Is Aaaaaaaagh! actually "abstract" though? That is a
question that can be lost in amongst the praise to the music and the humour of
the film, especially as that is the reason the film is being reviewed in the
first place. The answer? No. The irony is that, within ordinary English streets
and homes, the film structurally by accidentally (or purposely) comes off as a
pastiche of drama which just happens to be cast with ape-people who pee,
fornicate and mutilate each other. With the potential to easily be turned into
a really provocative stage play, the scenario is very normal in tone despite
the strangeness of the material. The strangeness is entirely what the cast do
and how they behave, not the structure of the film itself. The only thing
remotely close to the alienating mood of the abstract is a brief animation repeated
over and over of a chicken, with the most basic of stop motion and quirky music
I secretly hope was also composed by Robert
Fripp.
Aaaaaaaagh! is weird though. The willingness to brake taboos is
thankfully tempered by the generally farcical tone, so that it does not become
merely a string of obscenities but more perversely funny. And that does not
take away from the sudden bleakness which surprises me with the picture's
ending, ultimately proof the film is also good when it does not remove complex
human emotions through the premise. Said ending, in which the sense of betrayal
triggers an act of violence which undercuts the generally funny tone, does
sober the viewer and that reveals a virtue of Oram's picture that might be intentional or not. That, whilst
drawing from the dark sense of humour found in British comedy like Chris Morris' Jam (2000), this is a return to my original point that even if
people were to act like this they would not merely regress into apes, the
psychological baggage depicted in Aaaaaaaagh!

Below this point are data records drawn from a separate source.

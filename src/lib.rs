#![forbid(unsafe_code)]

pub mod agenda;
pub mod cli;
pub mod error;
pub mod formats;
pub mod http;
pub mod listing;
pub mod logging;
pub mod movie;
pub mod site;
pub mod table;

pub use error::{Error, FetchFailure};
pub use formats::{AgendaRow, MovieRecord};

complicating social interaction and behaviour unlike with animals. Merely a
subjective opinion but a large part of Aaaaaaaagh!'s
humour which can be agreed on is that, by dropping these characters into
ordinary environments, it is not that strange to imagine people acting this way
outside the film if they could get away with it.

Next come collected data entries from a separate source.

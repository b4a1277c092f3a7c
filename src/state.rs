use crate::config::AppConfig;
use crate::store::{DocumentStore, MongoStore};
use std::sync::Arc;
use std::time::Duration;

#[derive(Clone)]
pub struct AppState {
    pub store: Arc<dyn DocumentStore>,
    pub config: Arc<AppConfig>,
    pub http: reqwest::Client,
}

impl AppState {
    pub async fn init() -> anyhow::Result<Self> {
        let config = Arc::new(AppConfig::from_env()?);

        let store = Arc::new(MongoStore::connect(&config.mongodb_uri, &config.mongodb_db).await?)
            as Arc<dyn DocumentStore>;
        let http = http_client(config.http_timeout_secs)?;

        Ok(Self {
            store,
            config,
            http,
        })
    }

    /// In-memory state for tests: documents live in a HashMap and the
    /// external API bases point at an unroutable address, so enrichment
    /// calls fail fast and the fail-open paths get exercised.
    pub fn fake() -> Self {
        use axum::async_trait;
        use mongodb::bson::{Bson, Document};
        use std::collections::HashMap;
        use std::sync::Mutex;

        #[derive(Default)]
        struct MemoryStore {
            collections: Mutex<HashMap<String, Vec<Document>>>,
        }

        #[async_trait]
        impl DocumentStore for MemoryStore {
            async fn create_document(
                &self,
                collection: &str,
                mut document: Document,
            ) -> anyhow::Result<String> {
                let id = uuid::Uuid::new_v4().simple().to_string();
                document.insert("_id", Bson::String(id.clone()));
                self.collections
                    .lock()
                    .unwrap()
                    .entry(collection.to_string())
                    .or_default()
                    .push(document);
                Ok(id)
            }

            async fn get_documents(
                &self,
                collection: &str,
                filter: Document,
                limit: i64,
            ) -> anyhow::Result<Vec<Document>> {
                let collections = self.collections.lock().unwrap();
                let docs = collections
                    .get(collection)
                    .map(|v| v.as_slice())
                    .unwrap_or(&[]);
                Ok(docs
                    .iter()
                    .filter(|d| filter.iter().all(|(k, v)| d.get(k) == Some(v)))
                    .take(limit.max(0) as usize)
                    .cloned()
                    .collect())
            }

            async fn list_collections(&self) -> anyhow::Result<Vec<String>> {
                Ok(self.collections.lock().unwrap().keys().cloned().collect())
            }

            async fn ping(&self) -> anyhow::Result<()> {
                Ok(())
            }
        }

        let config = Arc::new(AppConfig {
            mongodb_uri: "mongodb://localhost:27017".into(),
            mongodb_db: "smartscan-test".into(),
            product_api_base: "http://127.0.0.1:9".into(),
            search_api_base: "http://127.0.0.1:9".into(),
            http_timeout_secs: 1,
        });
        let http = http_client(1).expect("http client");

        Self {
            store: Arc::new(MemoryStore::default()),
            config,
            http,
        }
    }
}

fn http_client(timeout_secs: u64) -> anyhow::Result<reqwest::Client> {
    let client = reqwest::Client::builder()
        .timeout(Duration::from_secs(timeout_secs))
        .connect_timeout(Duration::from_secs(timeout_secs.min(3)))
        .build()?;
    Ok(client)
}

Abstract Spectrum: Grotesque/Weird
Abstract Rating (High/Medium/Low/None): None
Personal Opinion:
Definitely a great example of the
current decade's slew of unconventional cinematic oddities, the type that are
one-offs and appeal to cult film fans from the off-set and/or appear at
festivals like this did at FrightFest.
Not outstaying its welcome at less than eighty minutes, when the premise could
have dragged on, Aaaaaaaagh! is
memorable with intelligence behind it.